Friday, July 02, 2004

The Dutch paliamemt is forcing the minister who supported the EU software patent directive to withdraw his support. This is apparently the first time in EU history that this has happened.

The EFF have name their top ten most-wanted patents

Tuesday, June 29, 2004

Mattel have paid a heavy price, according to the NYT, for bringing a frivolous copyright and trademark lawsuit against an artist parodying Barbie.

"After a lengthy legal tussle, which included a series of appeals, a federal judge late last week instructed Mattel to pay Mr. Forsythe legal fees of more than $1.8 million...

...Mattel has aggressively protected the Barbie likeness and trademark...

"Plaintiff had access to sophisticated counsel who could have determined that such a suit was objectively unreasonable and frivolous," Judge Lew wrote in his order. "Instead it appears plaintiff forced defendant into costly litigation to discourage him from using Barbie's image in his artwork. This is just the sort of situation in which this court should award attorneys fees to deter this type of litigation which contravenes the intent of the Copyright Act.''

The order also characterized Mattel's claim of trademark infringement as "groundless and unreasonable.''

Jonathan Zittrain, a professor at Harvard Law School who specializes in Internet and copyright law, said, "It's enough to give corporations with brands they want to protect and expand pause to consider whether to simply reflexively unleash the hounds the minute they see somebody doing something that relates to their brand of which they don't approve.

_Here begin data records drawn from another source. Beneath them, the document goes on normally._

use serde::{Deserialize, Serialize};
use std::fmt;

/// Sequence number stamped on every event as it enters the queue.
///
/// Ids are strictly increasing in enqueue order within a run.
#[derive(Debug, Clone, Copy, PartialEq, Eq, PartialOrd, Ord, Hash, Serialize, Deserialize)]
pub struct EventId(pub u64);

impl fmt::Display for EventId {
    fn fmt(&self, f: &mut fmt::Formatter<'_>) -> fmt::Result {
        write!(f, "#{}", self.0)
    }
}

/// Monotonic id generator.
#[derive(Debug, Default)]
pub struct IdGen {
    next: u64,
}

impl IdGen {
    pub fn next_id(&mut self) -> EventId {
        let id = EventId(self.next);
        self.next += 1;
        id
    }

    /// Number of ids handed out so far.
    pub fn issued(&self) -> u64 {
        self.next
    }
}
//! Trade-alert notifiers.
//!
//! Notifications are fire-and-forget. The execution handler logs and discards
//! any failure; a notifier can never block or fail a fill.

use crate::domain::OrderEvent;
use crate::error::NotificationError;

pub trait Notifier: Send + Sync {
    /// Channel name used in logs (e.g., "log", "email").
    fn channel(&self) -> &str;

    fn notify(&self, order: &OrderEvent) -> Result<(), NotificationError>;
}

/// Emits the trade alert as a structured `info` log line.
#[derive(Debug, Clone, Copy, Default)]
pub struct LogNotifier;

impl Notifier for LogNotifier {
    fn channel(&self) -> &str {
        "log"
    }

    fn notify(&self, order: &OrderEvent) -> Result<(), NotificationError> {
        tracing::info!(
            symbol = %order.symbol,
            date = %order.timestamp,
            side = %order.direction,
            quantity = order.quantity,
            "trade alert"
        );
        Ok(())
    }
}

/// Drops every alert.
#[derive(Debug, Clone, Copy, Default)]
pub struct NoopNotifier;

impl Notifier for NoopNotifier {
    fn channel(&self) -> &str {
        "noop"
    }

    fn notify(&self, _order: &OrderEvent) -> Result<(), NotificationError> {
        Ok(())
    }
}

/// Send an alert through every notifier, swallowing failures.
///
/// Returns the number of failed channels.
pub fn broadcast(notifiers: &[Box<dyn Notifier>], order: &OrderEvent) -> usize {
    let mut failed = 0;
    for notifier in notifiers {
        if let Err(e) = notifier.notify(order) {
            failed += 1;
            tracing::warn!(
                channel = notifier.channel(),
                symbol = %order.symbol,
                error = %e,
                "notification failed, continuing"
            );
        }
    }
    failed
}
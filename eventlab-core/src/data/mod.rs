//! Historical data sources

pub mod csv;
pub mod handler;
pub mod synthetic;

pub use self::csv::{load_csv_dir, read_bars_csv};
pub use handler::{DataHandler, InMemoryDataHandler};
pub use synthetic::{generate_synthetic_bars, SyntheticWalk};
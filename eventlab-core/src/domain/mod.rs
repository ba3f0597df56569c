//! Domain types for EventLab

pub mod bar;
pub mod event;
pub mod ids;

pub use bar::{Bar, BarField};
pub use event::{
    Event, EventKind, FillEvent, MarketEvent, OrderEvent, OrderSide, SignalDirection, SignalEvent,
};
pub use ids::{EventId, IdGen};

/// Symbol type alias
pub type Symbol = String;
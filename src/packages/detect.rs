use crate::exec::{ToolProbe, ToolTable};

/// System package managers in detection priority order
pub const SYSTEM_MANAGERS: &[&str] = &["apt", "apt-get", "dnf", "yum", "zypper"];

/// Name of the highest-priority system package manager present, if any.
///
/// Informational only: installs re-probe the tools for their own format.
pub fn detect_package_manager(probe: &dyn ToolProbe) -> Option<String> {
    ToolTable::resolve(probe, SYSTEM_MANAGERS)
        .first()
        .map(str::to_string)
}

#[cfg(test)]
mod tests {
    use super::*;
    use crate::exec::StaticProbe;

    #[test]
    fn apt_wins_over_rpm_tools() {
        let probe = StaticProbe::new(["dnf", "apt"]);
        assert_eq!(detect_package_manager(&probe).as_deref(), Some("apt"));
    }

    #[test]
    fn falls_back_through_priority_list() {
        let probe = StaticProbe::new(["zypper"]);
        assert_eq!(detect_package_manager(&probe).as_deref(), Some("zypper"));
        assert_eq!(detect_package_manager(&StaticProbe::default()), None);
    }
}
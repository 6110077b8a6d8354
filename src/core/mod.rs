pub mod queue;
pub mod types;

pub use queue::{EntryStatus, InstallQueue};
pub use types::{InstallResult, PackageFormat, PackageRef, VerificationCheck};
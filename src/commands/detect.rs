//! Detect Command
//!
//! Reports the system package manager, privilege escalation and which
//! package formats can be installed on this machine.

use crate::error::Result;
use crate::exec::{ToolTable, has_install_privileges, is_root};
use crate::packages::{all_backends, detect_package_manager};
use crate::traits::AppContext;
use crate::ui as output;
use colored::Colorize;

pub fn run(ctx: &AppContext) -> Result<()> {
    let probe = ctx.probe.as_ref();

    output::header("System");
    output::keyval(
        "Package manager",
        detect_package_manager(probe)
            .as_deref()
            .unwrap_or("none found"),
    );

    let privileges = if is_root() {
        "running as root".to_string()
    } else if has_install_privileges(probe) {
        "pkexec/sudo available".to_string()
    } else {
        "none (installs will fail)".to_string()
    };
    output::keyval("Privileges", &privileges);

    output::header("Supported formats");
    for backend in all_backends() {
        let tools = ToolTable::resolve(probe, backend.install_tools());
        let status = match tools.first() {
            Some(tool) => format!("{} {}", "✓".green(), tool),
            None => format!(
                "{} needs one of: {}",
                "✗".red(),
                backend.install_tools().join(", ")
            ),
        };
        println!("  {:<28} {}", backend.format().display_name(), status);
    }
    Ok(())
}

"It may send a signal that a 'take no prisoner' litigation strategy against the little guy has new risks for the plaintiff," he said. "

There's an interesting article in the Independent about the US scientific community's concerns about the politicisation of science by the current Bush adminstration.
IP Law bulletin (subscriber only access) reported that the US Senate passed the INDUCE (or as it is now called the 'Inducing Infringement of Copyrights'). According to Wendy Selzer at the EFF the report was wrong but the bill is still being rushed through at breakneck speed.

Monday, June 28, 2004

Well PIRATE Act has got past the US Senate. Senator Hatch is backing the legislation and hoping for tens of thousands of enforcement actions by the department of justice (DOJ) on behalf of the entertainment industries. Yes the PIRATE act requires the DOJ and (not the entertainment industry) to spend money on investigators and lawyers to go after those diseased children with copyright infringing tendencies, who Senator Hatch will simultaneously protect with his INDUCE act. The leaps of logic here, if it were possible to produce a physical manifestation of them, would be worthy of a world class gymnast.

Senator Hatch has come a long way since Larry Lessig proclaimed him as someone who understood.